» Task details
Take the data below and copy exactly the lines starting at the one with "type Chunk = Result<Vec<u8>, TransportError>;" and finishing at the one with "#[async_trait]", both included.
|---|
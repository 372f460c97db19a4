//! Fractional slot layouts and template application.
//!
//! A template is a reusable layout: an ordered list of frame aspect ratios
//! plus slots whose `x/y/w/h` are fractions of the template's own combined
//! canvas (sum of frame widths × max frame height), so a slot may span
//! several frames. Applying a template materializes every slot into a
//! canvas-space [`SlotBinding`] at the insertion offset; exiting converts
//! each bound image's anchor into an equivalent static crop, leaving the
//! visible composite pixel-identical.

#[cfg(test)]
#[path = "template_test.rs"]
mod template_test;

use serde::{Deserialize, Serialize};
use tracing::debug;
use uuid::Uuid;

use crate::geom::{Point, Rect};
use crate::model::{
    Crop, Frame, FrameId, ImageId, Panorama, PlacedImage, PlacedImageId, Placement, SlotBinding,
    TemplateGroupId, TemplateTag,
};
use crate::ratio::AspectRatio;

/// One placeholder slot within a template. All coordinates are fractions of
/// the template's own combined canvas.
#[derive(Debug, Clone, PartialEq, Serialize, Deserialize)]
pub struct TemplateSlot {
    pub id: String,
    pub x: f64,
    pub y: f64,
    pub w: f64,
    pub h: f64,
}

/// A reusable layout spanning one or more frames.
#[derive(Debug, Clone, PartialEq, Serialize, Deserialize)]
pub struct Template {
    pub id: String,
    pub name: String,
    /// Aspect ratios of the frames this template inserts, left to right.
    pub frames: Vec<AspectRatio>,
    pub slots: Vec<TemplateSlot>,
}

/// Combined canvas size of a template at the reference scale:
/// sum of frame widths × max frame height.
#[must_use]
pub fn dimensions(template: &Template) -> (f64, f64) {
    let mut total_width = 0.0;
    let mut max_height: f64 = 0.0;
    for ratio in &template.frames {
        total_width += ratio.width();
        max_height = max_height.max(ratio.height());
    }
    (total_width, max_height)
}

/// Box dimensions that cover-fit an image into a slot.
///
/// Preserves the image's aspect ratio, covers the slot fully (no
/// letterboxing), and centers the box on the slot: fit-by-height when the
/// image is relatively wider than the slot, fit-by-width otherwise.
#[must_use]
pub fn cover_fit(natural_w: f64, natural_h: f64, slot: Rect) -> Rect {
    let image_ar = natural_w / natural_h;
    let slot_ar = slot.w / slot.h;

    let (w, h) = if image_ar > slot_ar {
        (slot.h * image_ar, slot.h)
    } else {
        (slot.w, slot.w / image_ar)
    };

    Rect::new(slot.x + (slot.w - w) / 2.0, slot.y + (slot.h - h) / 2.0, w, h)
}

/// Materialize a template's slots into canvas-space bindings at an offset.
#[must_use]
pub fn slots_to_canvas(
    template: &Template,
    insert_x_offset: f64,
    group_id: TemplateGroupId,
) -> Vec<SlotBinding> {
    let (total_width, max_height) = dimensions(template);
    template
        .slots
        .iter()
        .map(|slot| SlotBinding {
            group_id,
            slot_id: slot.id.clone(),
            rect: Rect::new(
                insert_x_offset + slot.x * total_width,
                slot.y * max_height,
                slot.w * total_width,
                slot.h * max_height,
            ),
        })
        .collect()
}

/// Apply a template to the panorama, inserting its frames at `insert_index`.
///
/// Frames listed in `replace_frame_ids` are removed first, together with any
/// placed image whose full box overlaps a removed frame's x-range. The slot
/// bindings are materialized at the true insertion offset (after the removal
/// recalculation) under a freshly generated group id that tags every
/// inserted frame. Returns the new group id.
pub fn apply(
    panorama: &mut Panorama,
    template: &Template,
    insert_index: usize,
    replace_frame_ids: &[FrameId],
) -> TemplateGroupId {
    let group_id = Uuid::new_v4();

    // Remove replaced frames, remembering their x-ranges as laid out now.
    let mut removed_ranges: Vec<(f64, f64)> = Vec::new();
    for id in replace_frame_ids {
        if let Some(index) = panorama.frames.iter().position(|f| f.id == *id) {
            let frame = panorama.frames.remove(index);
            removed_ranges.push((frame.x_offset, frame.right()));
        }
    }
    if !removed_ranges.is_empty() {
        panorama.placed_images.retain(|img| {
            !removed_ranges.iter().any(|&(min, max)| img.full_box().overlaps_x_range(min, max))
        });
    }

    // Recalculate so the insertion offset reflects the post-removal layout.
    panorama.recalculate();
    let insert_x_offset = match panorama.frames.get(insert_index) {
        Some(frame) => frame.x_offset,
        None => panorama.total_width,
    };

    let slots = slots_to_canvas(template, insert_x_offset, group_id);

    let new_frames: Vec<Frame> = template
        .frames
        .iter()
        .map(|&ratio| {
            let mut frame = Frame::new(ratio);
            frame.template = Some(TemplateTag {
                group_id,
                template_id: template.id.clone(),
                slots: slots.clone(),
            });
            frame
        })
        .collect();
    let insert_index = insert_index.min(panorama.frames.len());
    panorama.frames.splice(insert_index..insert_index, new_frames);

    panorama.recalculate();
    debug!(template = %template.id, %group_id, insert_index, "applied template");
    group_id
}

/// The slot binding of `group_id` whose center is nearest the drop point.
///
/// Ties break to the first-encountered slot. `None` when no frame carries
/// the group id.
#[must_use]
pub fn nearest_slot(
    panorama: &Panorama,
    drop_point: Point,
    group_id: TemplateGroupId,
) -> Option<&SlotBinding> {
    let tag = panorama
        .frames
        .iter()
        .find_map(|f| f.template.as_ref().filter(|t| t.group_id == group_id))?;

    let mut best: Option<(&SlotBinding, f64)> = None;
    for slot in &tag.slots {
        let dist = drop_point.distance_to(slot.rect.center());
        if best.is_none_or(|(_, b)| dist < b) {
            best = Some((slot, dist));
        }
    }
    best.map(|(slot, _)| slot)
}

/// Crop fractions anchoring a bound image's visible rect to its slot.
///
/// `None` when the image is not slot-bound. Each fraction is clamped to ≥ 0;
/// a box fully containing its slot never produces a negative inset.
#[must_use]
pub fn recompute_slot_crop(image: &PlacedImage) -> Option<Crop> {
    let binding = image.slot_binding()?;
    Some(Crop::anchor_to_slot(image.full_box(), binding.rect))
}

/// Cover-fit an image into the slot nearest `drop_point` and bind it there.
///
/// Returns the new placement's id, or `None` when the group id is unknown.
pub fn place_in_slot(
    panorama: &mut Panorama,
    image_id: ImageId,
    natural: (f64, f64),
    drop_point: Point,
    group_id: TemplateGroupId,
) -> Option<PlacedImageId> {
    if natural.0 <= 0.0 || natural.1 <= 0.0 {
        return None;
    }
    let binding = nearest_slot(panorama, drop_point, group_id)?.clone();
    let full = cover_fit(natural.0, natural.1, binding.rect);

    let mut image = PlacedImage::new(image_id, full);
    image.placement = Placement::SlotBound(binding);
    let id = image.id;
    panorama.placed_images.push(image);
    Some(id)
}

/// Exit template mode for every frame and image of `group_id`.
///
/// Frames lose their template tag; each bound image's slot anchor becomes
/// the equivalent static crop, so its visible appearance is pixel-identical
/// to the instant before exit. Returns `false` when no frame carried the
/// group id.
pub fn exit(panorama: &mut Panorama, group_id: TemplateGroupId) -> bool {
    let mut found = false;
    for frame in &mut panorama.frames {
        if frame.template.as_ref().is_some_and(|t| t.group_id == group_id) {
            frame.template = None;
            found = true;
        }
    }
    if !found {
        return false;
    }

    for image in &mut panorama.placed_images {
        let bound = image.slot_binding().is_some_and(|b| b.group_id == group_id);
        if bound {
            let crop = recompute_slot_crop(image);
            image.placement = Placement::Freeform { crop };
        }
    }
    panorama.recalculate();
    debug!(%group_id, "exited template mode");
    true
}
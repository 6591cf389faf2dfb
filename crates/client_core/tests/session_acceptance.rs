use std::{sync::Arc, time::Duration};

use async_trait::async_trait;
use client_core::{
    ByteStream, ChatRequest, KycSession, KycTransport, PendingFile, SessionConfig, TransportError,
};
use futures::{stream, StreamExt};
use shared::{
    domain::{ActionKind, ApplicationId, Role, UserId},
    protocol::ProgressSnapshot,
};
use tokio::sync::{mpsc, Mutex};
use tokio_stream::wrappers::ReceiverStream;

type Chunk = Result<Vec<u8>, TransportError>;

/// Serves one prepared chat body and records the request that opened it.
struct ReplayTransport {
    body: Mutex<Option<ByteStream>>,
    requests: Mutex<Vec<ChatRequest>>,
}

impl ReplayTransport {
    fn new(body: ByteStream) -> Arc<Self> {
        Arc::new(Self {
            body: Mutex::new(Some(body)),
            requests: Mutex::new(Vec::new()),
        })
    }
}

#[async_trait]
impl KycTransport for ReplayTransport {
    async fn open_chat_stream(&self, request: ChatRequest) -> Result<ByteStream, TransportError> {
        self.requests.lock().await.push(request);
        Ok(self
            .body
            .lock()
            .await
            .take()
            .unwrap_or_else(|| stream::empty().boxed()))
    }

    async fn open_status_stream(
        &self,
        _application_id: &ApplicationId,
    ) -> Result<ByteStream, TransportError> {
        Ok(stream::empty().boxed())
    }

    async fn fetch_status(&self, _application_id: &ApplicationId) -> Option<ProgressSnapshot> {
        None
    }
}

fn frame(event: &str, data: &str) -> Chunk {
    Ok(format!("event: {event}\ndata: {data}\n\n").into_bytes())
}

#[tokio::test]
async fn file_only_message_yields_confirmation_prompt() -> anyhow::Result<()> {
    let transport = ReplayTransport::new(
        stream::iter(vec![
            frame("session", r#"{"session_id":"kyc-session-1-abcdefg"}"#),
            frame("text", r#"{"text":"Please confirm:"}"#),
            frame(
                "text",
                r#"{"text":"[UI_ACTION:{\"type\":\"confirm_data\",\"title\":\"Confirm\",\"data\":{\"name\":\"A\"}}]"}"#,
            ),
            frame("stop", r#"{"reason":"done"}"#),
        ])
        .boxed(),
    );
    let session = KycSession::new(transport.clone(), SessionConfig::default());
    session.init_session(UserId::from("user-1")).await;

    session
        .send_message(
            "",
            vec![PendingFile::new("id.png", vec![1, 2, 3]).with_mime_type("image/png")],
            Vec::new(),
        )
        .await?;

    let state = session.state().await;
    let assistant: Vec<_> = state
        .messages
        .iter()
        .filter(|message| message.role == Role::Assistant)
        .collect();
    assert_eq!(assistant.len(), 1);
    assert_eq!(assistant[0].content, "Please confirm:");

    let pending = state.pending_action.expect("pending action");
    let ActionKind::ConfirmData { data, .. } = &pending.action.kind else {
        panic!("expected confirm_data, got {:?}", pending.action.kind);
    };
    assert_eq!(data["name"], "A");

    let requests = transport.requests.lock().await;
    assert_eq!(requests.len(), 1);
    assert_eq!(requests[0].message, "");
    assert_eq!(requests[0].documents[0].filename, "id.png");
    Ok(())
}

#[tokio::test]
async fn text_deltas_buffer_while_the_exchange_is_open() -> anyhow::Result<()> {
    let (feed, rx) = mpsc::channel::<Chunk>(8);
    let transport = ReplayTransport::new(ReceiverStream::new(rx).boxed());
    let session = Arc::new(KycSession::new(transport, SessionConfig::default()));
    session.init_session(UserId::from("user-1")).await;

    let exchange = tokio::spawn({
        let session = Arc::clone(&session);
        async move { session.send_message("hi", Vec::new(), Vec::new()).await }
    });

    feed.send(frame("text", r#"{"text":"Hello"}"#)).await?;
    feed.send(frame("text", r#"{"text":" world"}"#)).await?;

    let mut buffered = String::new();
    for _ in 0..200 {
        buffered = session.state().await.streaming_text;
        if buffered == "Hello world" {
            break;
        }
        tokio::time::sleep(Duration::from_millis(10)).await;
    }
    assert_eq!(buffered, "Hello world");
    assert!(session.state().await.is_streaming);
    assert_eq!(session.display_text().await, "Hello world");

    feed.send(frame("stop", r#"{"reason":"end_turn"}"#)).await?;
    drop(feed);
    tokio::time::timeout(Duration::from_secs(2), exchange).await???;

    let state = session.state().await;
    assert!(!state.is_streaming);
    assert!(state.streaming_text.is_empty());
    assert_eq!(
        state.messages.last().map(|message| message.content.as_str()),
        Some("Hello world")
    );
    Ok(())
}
|---|
» Written answer
type Chunk = Result<Vec<u8>, TransportError>;

/// Serves one prepared chat body and records the request that opened it.
struct ReplayTransport {
    body: Mutex<Option<ByteStream>>,
    requests: Mutex<Vec<ChatRequest>>,
}

impl ReplayTransport {
    fn new(body: ByteStream) -> Arc<Self> {
        Arc::new(Self {
            body: Mutex::new(Some(body)),
            requests: Mutex::new(Vec::new()),
        })
    }
}

#[async_trait]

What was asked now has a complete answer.